Tuesday, April 13, 2010

Successive Probability and Chance

Continuing with the "math and snowboarding" theme from yesterday, I found that sierrasnowboard.com has a daily snowboard giveaway. The way it works is that if you want to enter, you sign onto their giveaway chat room. They guarentee to give away at least 1 board, but for every 500 people that are in the chat room, they will give away another board. So say for example 687 people show up. They will give away 2 snowboards.

Looking through their "winners" history, it seems that they only give away 1 per day, with the occasional 2 given away. That means that the winners had at worst a 1 in 499 chance to win a snowboard. That seems very low, doesn't it?

This intrigued me a bit and so I wanted to develop out the successive probability of winning a snowboard through sequential entry attempts.

We all understand chance rather well. If there are 500 people in a room and 1 person can win something, then every individual has a 1-in-500 chance of winning. However, what most people assume is that if the event is repeated the number of times of the chance that it is guaranteed that that chance will occur. For our 1-in-500 chance, most people would assume that if the event was repeated 500 times that there is a 100% chance that everyone would win at least once. A small bit of thought reveals this isn't the case.

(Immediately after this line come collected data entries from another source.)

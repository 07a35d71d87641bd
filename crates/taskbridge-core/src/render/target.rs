//! Update Renderer - streams a turn's output into chat messages
//!
//! ## Flow
//!
//! ```text
//! agent events ──append(seq, ..)──▶ reorder ──▶ RenderBuffer ──flush──▶ transport
//!                                    (by seq)     (parts)       (debounced)
//! ```
//!
//! - One outbound message per part; part 0 is the placeholder sent by
//!   [`UpdateRenderer::start`]
//! - A flush edits every part whose rendered text changed since it was last
//!   shown, and sends messages for new parts
//! - Flushes happen at most once per debounce interval; `finalize` flushes
//!   immediately
//! - Transport errors never escape: rate limits are waited out (or deferred
//!   with the content kept pending), rejected markup is retried as plain
//!   text, and a vanished message is replaced by a new one
//! - Rate-limit waits end as soon as the turn's cancel token fires; after
//!   that every flush makes a single attempt per part

use std::collections::BTreeMap;
use std::sync::Arc;
use std::time::Duration;

use tokio::time::Instant;
use tokio_util::sync::CancellationToken;
use tracing::{debug, error, warn};

use super::buffer::RenderBuffer;
use super::markup::{self, Flavor};
use crate::config::{RenderConfig, MIN_BUDGET};
use crate::error::TransportError;
use crate::session::UserId;
use crate::transport::{ChatTransport, MessageHandle, OutboundText};

/// Escaped status lines are cut to this many characters
const STATUS_MAX_CHARS: usize = 60;

/// Content update for a render target
#[derive(Debug, Clone, PartialEq)]
pub enum RenderUpdate {
    /// Markdown text appended to the output
    Text(String),
    /// Markdown appended on a line of its own
    Notice(String),
    /// Replace the transient status line
    Status(String),
    /// Remove the transient status line
    ClearStatus,
}

/// Tool activity reported by the agent
#[derive(Debug, Clone, PartialEq)]
pub enum ToolEvent {
    Started {
        name: String,
        input: serde_json::Value,
    },
    Finished {
        name: String,
        is_error: bool,
        output: String,
    },
}

/// How a turn ended, shown as the last line of the output
#[derive(Debug, Clone, PartialEq, Eq)]
pub enum TerminalMark {
    Completed,
    Failed(String),
    Cancelled,
}

#[derive(Debug, Clone)]
enum Item {
    Update(RenderUpdate),
    Tool(ToolEvent),
}

/// Outbound message backing one part
#[derive(Debug, Default)]
struct PartMessage {
    handle: Option<MessageHandle>,
    /// Text last accepted by the transport (or given up on)
    shown: Option<String>,
}

enum Delivery {
    Done,
    /// Kept pending, retry on a later flush
    Deferred,
    /// Dropped this version after exhausting fallbacks
    Abandoned,
}

/// Creates render targets over a shared transport
#[derive(Clone)]
pub struct UpdateRenderer {
    transport: Arc<dyn ChatTransport>,
    config: RenderConfig,
}
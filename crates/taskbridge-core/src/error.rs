//! Error types for TaskBridge Core

use std::time::Duration;
use thiserror::Error;

use crate::interaction::InteractionKind;
use crate::session::UserId;

/// Result type alias using TaskBridge Error
pub type Result<T> = std::result::Result<T, Error>;

/// TaskBridge error types
#[derive(Error, Debug)]
pub enum Error {
    #[error("User {user_id} already has a running task")]
    Busy { user_id: UserId },

    #[error("User {user_id} already has a pending {kind} request")]
    AlreadyPending { user_id: UserId, kind: InteractionKind },

    #[error("No pending request for user {user_id}")]
    NoPendingRequest { user_id: UserId },

    #[error("User {user_id} answered a {got} request but a {expected} request is pending")]
    ResponseMismatch {
        user_id: UserId,
        expected: InteractionKind,
        got: InteractionKind,
    },

    #[error("Interactive wait timed out")]
    TimedOut,

    #[error("Operation cancelled")]
    Cancelled,

    #[error("Agent stream error: {0}")]
    AgentStream(String),

    #[error("Transport error: {0}")]
    Transport(#[from] TransportError),

    #[error("Configuration error: {0}")]
    Config(String),

    #[error("Session repository error: {0}")]
    Repository(String),

    #[error("IO error: {0}")]
    Io(#[from] std::io::Error),

    #[error("Serialization error: {0}")]
    Serialization(#[from] serde_json::Error),
}

/// Errors reported by the chat transport
#[derive(Error, Debug, Clone, PartialEq, Eq)]
pub enum TransportError {
    #[error("Rate limited, retry after {retry_after:?}")]
    RateLimited { retry_after: Duration },

    #[error("Message content rejected: {0}")]
    BadContent(String),

    #[error("Message not found")]
    NotFound,

    #[error("Transport failure: {0}")]
    Other(String),
}

impl Error {
    /// Whether this error is a broker contract violation (a defect in the caller)
    pub fn is_contract_violation(&self) -> bool {
        matches!(
            self,
            Error::AlreadyPending { .. }
                | Error::NoPendingRequest { .. }
                | Error::ResponseMismatch { .. }
        )
    }
}
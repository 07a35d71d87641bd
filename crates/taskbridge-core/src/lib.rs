//! TaskBridge Core - per-user task orchestration for chat-driven coding agents
//!
//! This crate provides the engine behind the chat front-end:
//! - Session Store: copy-on-write per-user session snapshots
//! - Interaction Broker: one outstanding permission/question/plan request per user
//! - Update Renderer: debounced, split, well-formed streaming output
//! - Input Coalescer: merges rapid consecutive messages into one input
//! - Task Orchestrator: the turn state machine tying them together

pub mod agent;
pub mod coalesce;
pub mod config;
pub mod engine;
pub mod error;
pub mod interaction;
pub mod orchestrator;
pub mod partition;
pub mod render;
pub mod session;
pub mod transport;

pub use agent::{AgentBackend, AgentEvent, AgentTurn, ProcessAgent, ResumeValue, TurnRequest};
pub use coalesce::{BatchSink, CancelOutcome, CoalescedBatch, InputCoalescer, Settlement};
pub use config::{Config, ConfigManager};
pub use engine::Engine;
pub use error::{Error, Result, TransportError};
pub use interaction::{
    InteractionBroker, InteractionKind, InteractionPrompt, InteractionRequest, InteractionResponse, PlanDecision,
    QuestionOption, RequestHandle, WaitOutcome,
};
pub use orchestrator::{TaskOrchestrator, TaskState, TaskStatus, TurnReport};
pub use render::{RenderTarget, RenderUpdate, TerminalMark, ToolEvent, UpdateRenderer};
pub use session::{
    ContinuationHandle, JsonSessionRepository, MemorySessionRepository, ModeFlags, PersistedSession,
    SessionRepository, SessionStore, Snapshot, UserId, UserSession,
};
pub use transport::{ChatTransport, MessageHandle, OutboundText, TextFormat};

The reason why is that when people think that they are assuming the event chance is derived by simply adding up all the individual chances together:
(1/500) + (1/500) + (1/500) ...
In reality it's actually more complex than that. We can determine our successive probability by taking the chance that something will not happen and multiplying it against itself. This allows us to progressively determine a smaller and smaller chance that something is likely not to happen. We can then take that number and subtract it from 1 to give us the % that after x successive attempts it will happen:
1 - ( (499/500) * (499/500) * (499/500) )
Lots of math; I know. Anyways, with this formula we've determined that with a 1-in-500 chance, if we were to do something 3 times, we would have a 0.6% chance of it likely happening.

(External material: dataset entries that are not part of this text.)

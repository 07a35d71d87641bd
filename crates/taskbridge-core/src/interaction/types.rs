//! Interaction request and response types

use chrono::{DateTime, Utc};
use serde::{Deserialize, Serialize};

use crate::session::UserId;

/// Kind of human-in-the-loop pause
#[derive(Debug, Clone, Copy, PartialEq, Eq, Hash, Serialize, Deserialize)]
#[serde(rename_all = "snake_case")]
pub enum InteractionKind {
    Permission,
    Question,
    Plan,
}

impl std::fmt::Display for InteractionKind {
    fn fmt(&self, f: &mut std::fmt::Formatter<'_>) -> std::fmt::Result {
        match self {
            InteractionKind::Permission => write!(f, "permission"),
            InteractionKind::Question => write!(f, "question"),
            InteractionKind::Plan => write!(f, "plan"),
        }
    }
}

/// Information about a question option
#[derive(Debug, Clone, PartialEq, Serialize, Deserialize)]
pub struct QuestionOption {
    pub label: String,
    #[serde(default, skip_serializing_if = "Option::is_none")]
    pub description: Option<String>,
}

impl QuestionOption {
    pub fn new(label: impl Into<String>) -> Self {
        Self {
            label: label.into(),
            description: None,
        }
    }
}

/// What the agent is asking for
#[derive(Debug, Clone, PartialEq, Serialize, Deserialize)]
#[serde(tag = "kind", rename_all = "snake_case")]
pub enum InteractionPrompt {
    /// Permission to run a tool with the given arguments
    Permission {
        tool_name: String,
        arguments: serde_json::Value,
    },
    /// A clarifying question, optionally with suggested answers
    Question {
        question: String,
        #[serde(default)]
        options: Vec<QuestionOption>,
    },
    /// Approval of a proposed plan
    Plan { plan: String },
}

impl InteractionPrompt {
    pub fn kind(&self) -> InteractionKind {
        match self {
            InteractionPrompt::Permission { .. } => InteractionKind::Permission,
            InteractionPrompt::Question { .. } => InteractionKind::Question,
            InteractionPrompt::Plan { .. } => InteractionKind::Plan,
        }
    }
}

/// An outstanding request, owned by the broker for the length of one pause
#[derive(Debug, Clone, PartialEq, Serialize, Deserialize)]
pub struct InteractionRequest {
    pub id: String,
    pub user_id: UserId,
    pub prompt: InteractionPrompt,
    pub created_at: DateTime<Utc>,
}

impl InteractionRequest {
    pub fn new(user_id: UserId, prompt: InteractionPrompt) -> Self {
        Self {
            id: uuid::Uuid::new_v4().to_string(),
            user_id,
            prompt,
            created_at: Utc::now(),
        }
    }

    pub fn kind(&self) -> InteractionKind {
        self.prompt.kind()
    }
}

/// Decision on a proposed plan
#[derive(Debug, Clone, PartialEq, Eq, Serialize, Deserialize)]
#[serde(tag = "decision", rename_all = "snake_case")]
pub enum PlanDecision {
    Approved,
    Rejected {
        #[serde(default, skip_serializing_if = "Option::is_none")]
        feedback: Option<String>,
    },
}

impl PlanDecision {
    pub fn is_approved(&self) -> bool {
        matches!(self, PlanDecision::Approved)
    }
}

/// The user's answer to an interaction request
///
/// Each variant carries everything the agent needs, so recording a response
/// is a single value hand-off.
#[derive(Debug, Clone, PartialEq, Serialize, Deserialize)]
#[serde(tag = "kind", rename_all = "snake_case")]
pub enum InteractionResponse {
    Permission {
        approved: bool,
        #[serde(default, skip_serializing_if = "Option::is_none")]
        clarification: Option<String>,
    },
    Question { answer: String },
    Plan { decision: PlanDecision },
}

impl InteractionResponse {
    pub fn kind(&self) -> InteractionKind {
        match self {
            InteractionResponse::Permission { .. } => InteractionKind::Permission,
            InteractionResponse::Question { .. } => InteractionKind::Question,
            InteractionResponse::Plan { .. } => InteractionKind::Plan,
        }
    }

    /// The negative decision used when nobody answered in time
    pub fn declined(kind: InteractionKind) -> Self {
        match kind {
            InteractionKind::Permission => InteractionResponse::Permission {
                approved: false,
                clarification: None,
            },
            InteractionKind::Question => InteractionResponse::Question {
                answer: String::new(),
            },
            InteractionKind::Plan => InteractionResponse::Plan {
                decision: PlanDecision::Rejected { feedback: None },
            },
        }
    }
}

/// How a wait on the broker ended
#[derive(Debug, Clone, PartialEq)]
pub enum WaitOutcome {
    Responded(InteractionResponse),
    TimedOut,
    Cancelled,
}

Now that we can calculate successive probability, let's see if we can put a realistic picture on the track record of the SierraSnowboard.com give away. Sierra keeps a tally of the last 2 months worth of wins on their site. Using these numbers, I averaged that approximately 2.12 boards are given away per day. Using this figure, we can infer that there are about 560 people present for each give away. This lends us a 2.12-in-560 chance of winning a snowboard per day. Using this we can determine our successive probability for winning...
1 - (557.88/560)^tries
Attempts Likelihood of Winning
1 days0.38%
5 days1.88%
20 days7.31%
50 days17.27%
100 days31.57%
150 days43.39%
200 days53.17%
260* days62.70%
520 days86.09%
2322 days99.99%

So.... it would take about 9 years to "almost guarantee" that you would win one. As it turns out also, the increase in chance to win has a high amount of degradation as the chance itself gets higher. Here's a chart demonstrating this. You can see that as your chance increases, the successive step of increase really slopes off.



* -The event only runs on weekdays, so in a given year (52 weeks), there are a total of 260 weekdays. The event most likely is not conducted during holidays, so the true measure of a year would be lower.